2011 Melbourne Cup
- Location: Flemington Racecourse Melbourne, Australia
- Date: 1 November 2011
- Winning horse: Dunaden
- Jockey: Christophe Lemaire
- Trainer: Mikel Delzangles
- Surface: Grass
- Attendance: 105,979

= 2011 Melbourne Cup =

Australian horse race

With 300 meters to go now, Precedence hit the lead but Manighar challenges strongly, Lucas Cranach and getting up on the inside Lost in the Moment with a challenge, Here's Red Caudeaux starting to flash home on the outside now. Lucas Cranach hit the lead, Red Caudeaux coming down the outside, Dunaden is coming through in the middle. Dunaden, Red Caudeaux and Lucas Cranach. Dunaden is coming hard, Dunaden, Red Caudeaux. Dunaden and Red Caudeaux they hit the line a photo finish, between Dunaden and Red Caudeaux nothing in it!
— Commentator Greg Miles describes the climax of the race

The 2011 Emirates Melbourne Cup, the 151st running of Australia's most prestigious Thoroughbred horse race, was held on Tuesday, 1 November 2011 at 3:00 pm (AEDT), at Melbourne's Flemington Racecourse. Dunaden won in a photo finish over Red Cadeaux in the closest finish in Melbourne Cup history.
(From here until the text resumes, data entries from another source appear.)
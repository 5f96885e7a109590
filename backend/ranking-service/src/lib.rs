pub mod api;
pub mod config;
pub mod error;
pub mod models;
pub mod services;
pub mod utils;

pub use api::RankingServiceImpl;
pub use config::Config;
pub use error::PipelineError;
pub use services::{DiversityLayer, RankingLayer, RankingPipeline, RecallLayer, RedisStore};
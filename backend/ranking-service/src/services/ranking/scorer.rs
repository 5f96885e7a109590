use crate::config::{ScoreWeights, ScorerKind, ScoringConfig};
use crate::models::{Candidate, FeatureVector};

/// Maps one candidate's features to a relevance score.
///
/// Every implementation must be deterministic: the same candidate and
/// features always produce the same score.
pub trait Scorer: Send + Sync {
    fn score(&self, candidate: &Candidate, features: &FeatureVector) -> f32;

    fn name(&self) -> &'static str;
}

/// Weighted sum of the four features.
#[derive(Debug, Clone)]
pub struct LinearScorer {
    weights: ScoreWeights,
}

impl LinearScorer {
    pub fn new(weights: ScoreWeights) -> Self {
        Self { weights }
    }
}

impl Default for LinearScorer {
    fn default() -> Self {
        Self::new(ScoreWeights::default())
    }
}

impl Scorer for LinearScorer {
    fn score(&self, _candidate: &Candidate, features: &FeatureVector) -> f32 {
        features.engagement * self.weights.engagement
            + features.recency * self.weights.recency
            + features.author_quality * self.weights.author_quality
            + features.content_quality * self.weights.content_quality
    }

    fn name(&self) -> &'static str {
        "linear"
    }
}

/// Build the scorer selected by configuration.
pub fn scorer_for(config: &ScoringConfig) -> Box<dyn Scorer> {
    match config.scorer {
        ScorerKind::Linear => Box::new(LinearScorer::new(config.weights)),
    }
}
use clap::{Parser, Subcommand};
use ranking_service::{
    api::{RankFeedRequest, RecallRequest, CORRELATION_HEADER},
    Config, RankingPipeline, RankingServiceImpl, RedisStore,
};
use std::sync::Arc;
use tonic::{metadata::MetadataValue, Request};
use tracing::info;
use tracing_subscriber::{fmt, prelude::*, EnvFilter};
use uuid::Uuid;

/// Run the feed ranking pipeline against the configured Redis stores and
/// print the result as JSON.
#[derive(Parser, Debug)]
#[command(name = "ranking-service", version, about)]
struct Cli {
    #[command(subcommand)]
    command: Command,
}

#[derive(Subcommand, Debug)]
enum Command {
    /// Rank a feed for a user
    Rank {
        user_id: String,
        #[arg(short, long, default_value_t = 20)]
        limit: i32,
    },
    /// Show the fused recall pool before scoring
    Recall {
        user_id: String,
        #[arg(short, long, default_value_t = 100)]
        limit: i32,
    },
}

#[tokio::main]
async fn main() -> Result<(), Box<dyn std::error::Error>> {
    let cli = Cli::parse();

    // Initialize tracing
    tracing_subscriber::registry()
        .with(fmt::layer().with_writer(std::io::stderr))
        .with(EnvFilter::from_default_env())
        .init();

    // Load config
    let config = Config::from_env()?;

    info!(
        service = %config.service.service_name,
        redis = %config.redis.url,
        "Starting ranking pipeline"
    );

    // Initialize Redis-backed stores
    let redis_client = redis::Client::open(config.redis.url.clone())?;
    let store = Arc::new(RedisStore::new(redis_client));

    let pipeline = RankingPipeline::new(
        config.pipeline.clone(),
        store.clone(),
        store.clone(),
        store.clone(),
        store,
    )?;
    let service = RankingServiceImpl::new(pipeline, config.service.request_timeout);

    let output = match cli.command {
        Command::Rank { user_id, limit } => {
            let request = with_correlation_id(RankFeedRequest { user_id, limit })?;
            let response = service.rank_feed(request).await?;
            serde_json::to_string_pretty(response.get_ref())?
        }
        Command::Recall { user_id, limit } => {
            let request = with_correlation_id(RecallRequest { user_id, limit })?;
            let response = service.recall_candidates(request).await?;
            serde_json::to_string_pretty(response.get_ref())?
        }
    };

    println!("{}", output);
    Ok(())
}

fn with_correlation_id<T>(message: T) -> Result<Request<T>, Box<dyn std::error::Error>> {
    let mut request = Request::new(message);
    let value = MetadataValue::try_from(Uuid::new_v4().to_string().as_str())?;
    request.metadata_mut().insert(CORRELATION_HEADER, value);
    Ok(request)
}
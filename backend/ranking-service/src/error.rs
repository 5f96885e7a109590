/// Error types for ranking-service
///
/// Only invalid input, total recall failure and an elapsed request deadline
/// reach the caller. Single-source recall failures and uncomputable features
/// are recovered inside the pipeline and only logged.
use std::time::Duration;
use thiserror::Error;
use tonic::Status;

/// Result type for pipeline operations
pub type Result<T> = std::result::Result<T, PipelineError>;

#[derive(Debug, Error)]
pub enum PipelineError {
    /// Malformed limit or user id; rejected before any work
    #[error("Invalid argument: {0}")]
    InvalidArgument(String),

    /// Every recall source failed
    #[error("All recall sources are unavailable")]
    UpstreamUnavailable,

    /// The request deadline elapsed; in-flight recall was aborted
    #[error("Request deadline of {0:?} exceeded")]
    DeadlineExceeded(Duration),
}

impl From<PipelineError> for Status {
    fn from(err: PipelineError) -> Self {
        match err {
            PipelineError::InvalidArgument(msg) => Status::invalid_argument(msg),
            PipelineError::UpstreamUnavailable => Status::unavailable(err.to_string()),
            PipelineError::DeadlineExceeded(_) => Status::deadline_exceeded(err.to_string()),
        }
    }
}

#[cfg(test)]
mod tests {
    use super::*;
    use tonic::Code;

    #[test]
    fn test_status_mapping() {
        let status: Status = PipelineError::InvalidArgument("limit must be positive".into()).into();
        assert_eq!(status.code(), Code::InvalidArgument);
        assert_eq!(status.message(), "limit must be positive");

        let status: Status = PipelineError::UpstreamUnavailable.into();
        assert_eq!(status.code(), Code::Unavailable);

        let status: Status = PipelineError::DeadlineExceeded(Duration::from_millis(10)).into();
        assert_eq!(status.code(), Code::DeadlineExceeded);
    }
}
The winning jockey, Frenchman Christophe Lemaire, had arrived in Australia less than a day previously as a late replacement for Craig Williams.

Six out of the first seven finishers were international horses. Third placed Lucas Cranach was the best locally trained finisher and fourth placed was the pre-race favourite, the 2010 winner, Americain.

In related events the federal government's parliamentary question time was brought forward half an hour in order that it would conclude before the race began.

==Field==
Horses are bred and trained in Australia, unless otherwise indicated. All columns in this table can be sorted by clicking the icons in the top row.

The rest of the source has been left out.